» **Your objective**
Make an exact copy of the lines starting at the top of the listing below and ending at the line that contains "use cdftsweep::naming::SWEEP_SUMMARY;", inclusive.

» **Source material**
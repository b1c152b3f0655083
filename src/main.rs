//! cdftsweep Command-Line Interface
//!
//! Entry point of the sweep driver: argument parsing, settings and logger
//! initialisation, and dispatch to the sweep or template commands.
//!
//! # Usage
//!
//! ```bash
//! # Create a starter sweep input plus templates
//! cdftsweep ci sweep.inp
//!
//! # Create a settings template
//! cdftsweep ci cdftsweep_config.cfg
//!
//! # Validate and list the points without launching anything
//! cdftsweep sweep.inp --check
//!
//! # Run the sweep
//! cdftsweep sweep.inp
//! ```
//!
//! The process exits with status 1 if any point failed or the sweep could not
//! start.

use cdftsweep::config::{FailurePolicy, SweepConfig};
use cdftsweep::driver::{run_sweep, ProcessPipeline};
use cdftsweep::naming::SWEEP_SUMMARY;
use cdftsweep::point::{build_points, SweepPoint};
use cdftsweep::process::install_interrupt_handler;
use cdftsweep::settings::{Settings, SettingsManager, CONFIG_FILE_NAME};
use cdftsweep::{parser, template_generator, validation};
use std::env;
use std::fs::File;
use std::path::Path;
use std::process;
use std::str::FromStr;

fn main() {
    let args: Vec<String> = env::args().collect();
    if args.len() < 2 {
        print_usage(&args[0]);
        process::exit(1);
    }

    check_help_flags(&args);

    let command = &args[1];

    match command.as_str() {
        "ci" => {
            init_console_logger(log::LevelFilter::Info);
            if args.len() < 3 {
                eprintln!("Error: Missing file argument");
                eprintln!("Usage:");
                eprintln!("  {} ci <file|dir>          - Create starter sweep input", args[0]);
                eprintln!("  {} ci {}  - Create settings template", args[0], CONFIG_FILE_NAME);
                process::exit(1);
            }

            let file_arg = &args[2];
            if file_arg == CONFIG_FILE_NAME {
                match run_create_settings_template() {
                    Ok(()) => {
                        println!("✓ Settings template created successfully!");
                        println!("  Output file: {}", CONFIG_FILE_NAME);
                        println!("\nNext steps:");
                        println!("  1. Set the solver executable and launcher for this machine");
                        println!("  2. Adjust the server readiness marker and timeouts if needed");
                        println!("  3. The settings will be automatically loaded by cdftsweep");
                    }
                    Err(e) => {
                        eprintln!("Error creating settings template: {}", e);
                        process::exit(1);
                    }
                }
            } else {
                let target = template_generator::get_default_output_path(file_arg);
                match template_generator::write_starter_files(&target) {
                    Ok(written) => {
                        println!("✓ Starter sweep created successfully!");
                        for file in &written {
                            println!("  Created: {}", file.display());
                        }
                        println!("\nNext steps:");
                        println!("  1. Edit the templates for your system");
                        println!("  2. Check the inputs: {} {} --check", args[0], target.display());
                        println!("  3. Run the sweep:    {} {}", args[0], target.display());
                    }
                    Err(e) => {
                        eprintln!("Error creating starter files: {}", e);
                        process::exit(1);
                    }
                }
            }
        }
        _ => {
            if command.starts_with('-') {
                eprintln!("Error: Unknown command: {}", command);
                print_usage(&args[0]);
                process::exit(1);
            }
            let check_only = args[2..].iter().any(|a| a == "--check");
            if let Some(unknown) = args[2..].iter().find(|a| *a != "--check") {
                eprintln!("Error: Unknown option: {}", unknown);
                print_usage(&args[0]);
                process::exit(1);
            }

            match run(Path::new(command), check_only) {
                Ok(true) => {}
                Ok(false) => process::exit(1),
                Err(e) => {
                    eprintln!("Error: {}", e);
                    process::exit(1);
                }
            }
        }
    }
}

/// Check for help flags and print appropriate help
fn check_help_flags(args: &[String]) {
    use cdftsweep::help::*;

    if args[1] == "--help" || args[1] == "-h" {
        match args.get(2).map(String::as_str) {
            Some("keywords") => print_keyword_help(),
            Some("placeholders") => print_placeholder_help(),
            Some("settings") => print_settings_help(),
            _ => print_global_help(),
        }
        process::exit(0);
    }

    if args.len() >= 3 && (args[2] == "--help" || args[2] == "-h") {
        if args[1] == "ci" {
            print_global_help();
        } else {
            print_keyword_help();
        }
        process::exit(0);
    }
}

fn print_usage(program_name: &str) {
    eprintln!("cdftsweep - constrained-DFT coupling sweeps");
    eprintln!();
    eprintln!("Usage:");
    eprintln!("  {} ci <file|dir>", program_name);
    eprintln!("                    Create a starter sweep input and templates");
    eprintln!();
    eprintln!("  {} ci {}", program_name, CONFIG_FILE_NAME);
    eprintln!("                    Create a settings template file");
    eprintln!();
    eprintln!("  {} <input_file> [--check]", program_name);
    eprintln!("                    Run (or only validate) the sweep");
    eprintln!();
    eprintln!("  {} --help [keywords|placeholders|settings]", program_name);
}

fn init_console_logger(level: log::LevelFilter) {
    let mut builder = env_logger::Builder::from_default_env();
    if env::var_os("RUST_LOG").is_none() {
        builder.filter_level(level);
    }
    builder
        .target(env_logger::Target::Stdout)
        .format_timestamp_millis()
        .init();
}

fn init_logger(settings: &Settings, input_path: &Path) -> Result<Option<String>, Box<dyn std::error::Error>> {
    let level = log::LevelFilter::from_str(&settings.logging.level).unwrap_or(log::LevelFilter::Info);
    if !settings.logging.file_logging {
        init_console_logger(level);
        return Ok(None);
    }

    let input_stem = input_path
        .file_stem()
        .and_then(|s| s.to_str())
        .unwrap_or("sweep");
    let log_file = format!("cdftsweep_debug_{}.log", input_stem);
    let file = File::create(&log_file)
        .map_err(|e| format!("Failed to create log file {}: {}", log_file, e))?;

    let mut builder = env_logger::Builder::from_default_env();
    if env::var_os("RUST_LOG").is_none() {
        builder.filter_level(level);
    }
    builder
        .target(env_logger::Target::Pipe(Box::new(file)))
        .format_timestamp_millis()
        .init();
    Ok(Some(log_file))
}

fn run_create_settings_template() -> Result<(), Box<dyn std::error::Error>> {
    let settings_path = Path::new(CONFIG_FILE_NAME);

    if settings_path.exists() {
        return Err(format!(
            "{} already exists. Please remove it first or choose a different location.",
            CONFIG_FILE_NAME
        )
        .into());
    }

    SettingsManager::create_template(settings_path)?;
    Ok(())
}

/// Prints the parameters the sweep will run with and where they come from.
fn print_configuration(
    config: &SweepConfig,
    settings: &SettingsManager,
    points: &[SweepPoint],
    nprocs: usize,
    policy: FailurePolicy,
    debug_log_file: Option<&str>,
) {
    let s = settings.settings();
    let opt = |p: &Option<std::path::PathBuf>| {
        p.as_ref()
            .map(|p| p.display().to_string())
            .unwrap_or_else(|| "-".to_string())
    };

    println!("{}", "=".repeat(76));
    println!("CONFIGURATION AND SETTINGS");
    println!("{}", "=".repeat(76));
    println!("Settings source:               {}", settings.config_source());
    println!();
    println!("Sweep:");
    println!("  Points:                      {}", points.len());
    println!("  Work root:                   {}", config.work_root.display());
    println!("  Workers per run:             {}", nprocs);
    println!("  Failure policy:              {}", policy);
    println!("  Geometry template:           {}", opt(&config.geometry_template));
    println!("  Input template:              {}", opt(&config.input_template));
    println!("  Client template:             {}", opt(&config.client_template));
    println!("  Server template:             {}", opt(&config.server_template));
    println!("  Shared assets:               {}", config.shared_assets.len());
    println!();
    println!("Programs:");
    println!("  Solver:                      {}", s.solver_command().program_name());
    println!("  Server flag:                 {}", s.solver.server_flag);
    println!("  Client interpreter:          {}", s.client.interpreter);
    println!("  Grid marker:                 {}", s.extraction.marker);
    println!(
        "  Server readiness:            marker '{}', timeout {} s",
        s.server.ready_marker, s.server.readiness_timeout
    );
    println!();
    println!("Constraint:");
    println!("  Optimizer:                   {}", config.constraint.optimizer);
    match config.constraint.n0 {
        Some(n0) => println!("  N0:                          {}", n0),
        None => println!("  N0:                          -"),
    }
    println!(
        "  V_init / V_brak:             {} / ({}, {})",
        config.constraint.v_init, config.constraint.v_brak.0, config.constraint.v_brak.1
    );
    println!(
        "  N_tol / eps:                 {:e} / {:e}",
        config.constraint.n_tol, config.constraint.eps
    );
    if let Some(log_file) = debug_log_file {
        println!();
        println!("Debug log file:                {}", log_file);
    }
    println!("{}", "=".repeat(76));
    println!();
}

/// Runs (or with `check_only`, validates) the sweep. Returns whether every point succeeded.
fn run(input_path: &Path, check_only: bool) -> Result<bool, Box<dyn std::error::Error>> {
    println!("**** cdftsweep: ground-state / constrained-DFT coupling sweeps ****");
    println!("              Version {}\n", env!("CARGO_PKG_VERSION"));

    let (settings, load_error) = match SettingsManager::load() {
        Ok(settings) => (settings, None),
        Err(e) => (SettingsManager::from_settings(Settings::default()), Some(e)),
    };
    let debug_log_file = init_logger(settings.settings(), input_path)?;
    if let Some(e) = load_error {
        log::warn!("{}; using built-in settings", e);
    }
    for rejected in settings.rejected_files() {
        log::warn!("{}", rejected);
    }

    let config = parser::parse_input(input_path)?;

    let points = build_points(&config)?;
    let nprocs = config.nprocs.unwrap_or(settings.sweep().default_nprocs);
    let policy = config.policy.unwrap_or(settings.sweep().policy);

    print_configuration(
        &config,
        &settings,
        &points,
        nprocs,
        policy,
        debug_log_file.as_deref(),
    );

    if let Err(e) = validation::validate_sweep(&config, &points) {
        eprintln!("Configuration Error: {}", e);
        return Err(e.into());
    }
    validation::provide_user_guidance(&config, &points, nprocs);

    if check_only {
        println!("Input is valid. Points:");
        for p in &points {
            match &p.deck {
                Some(deck) => println!("  {:<12} {} (deck {})", p.label, p.working_dir.display(), deck.display()),
                None => println!("  {:<12} {}", p.label, p.working_dir.display()),
            }
        }
        return Ok(true);
    }

    if let Err(e) = install_interrupt_handler() {
        log::warn!("Ctrl-C will not be forwarded to servers: {}", e);
    }
    let mut pipeline = ProcessPipeline::new(&config, settings.settings(), nprocs)?;
    let report = run_sweep(&points, &mut pipeline, policy);
    report.print_summary();

    let summary_path = config.work_root.join(SWEEP_SUMMARY);
    match report.write_json(&summary_path) {
        Ok(()) => println!("\nSummary written to {}", summary_path.display()),
        Err(e) => log::error!("Failed to write {}: {}", summary_path.display(), e),
    }

    if report.is_success() {
        println!("\n****All {} points completed****", report.points.len());
    }
    Ok(report.is_success())
}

» **Finished exercise**
repository b1c152b3f0655083
filename src/main.rs
//! cdftsweep Command-Line Interface
//!
//! Entry point of the sweep driver: argument parsing, settings and logger
//! initialisation, and dispatch to the sweep or template commands.
//!
//! # Usage
//!
//! ```bash
//! # Create a starter sweep input plus templates
//! cdftsweep ci sweep.inp
//!
//! # Create a settings template
//! cdftsweep ci cdftsweep_config.cfg
//!
//! # Validate and list the points without launching anything
//! cdftsweep sweep.inp --check
//!
//! # Run the sweep
//! cdftsweep sweep.inp
//! ```
//!
//! The process exits with status 1 if any point failed or the sweep could not
//! start.

use cdftsweep::config::{FailurePolicy, SweepConfig};
use cdftsweep::driver::{run_sweep, ProcessPipeline};
use cdftsweep::naming::SWEEP_SUMMARY;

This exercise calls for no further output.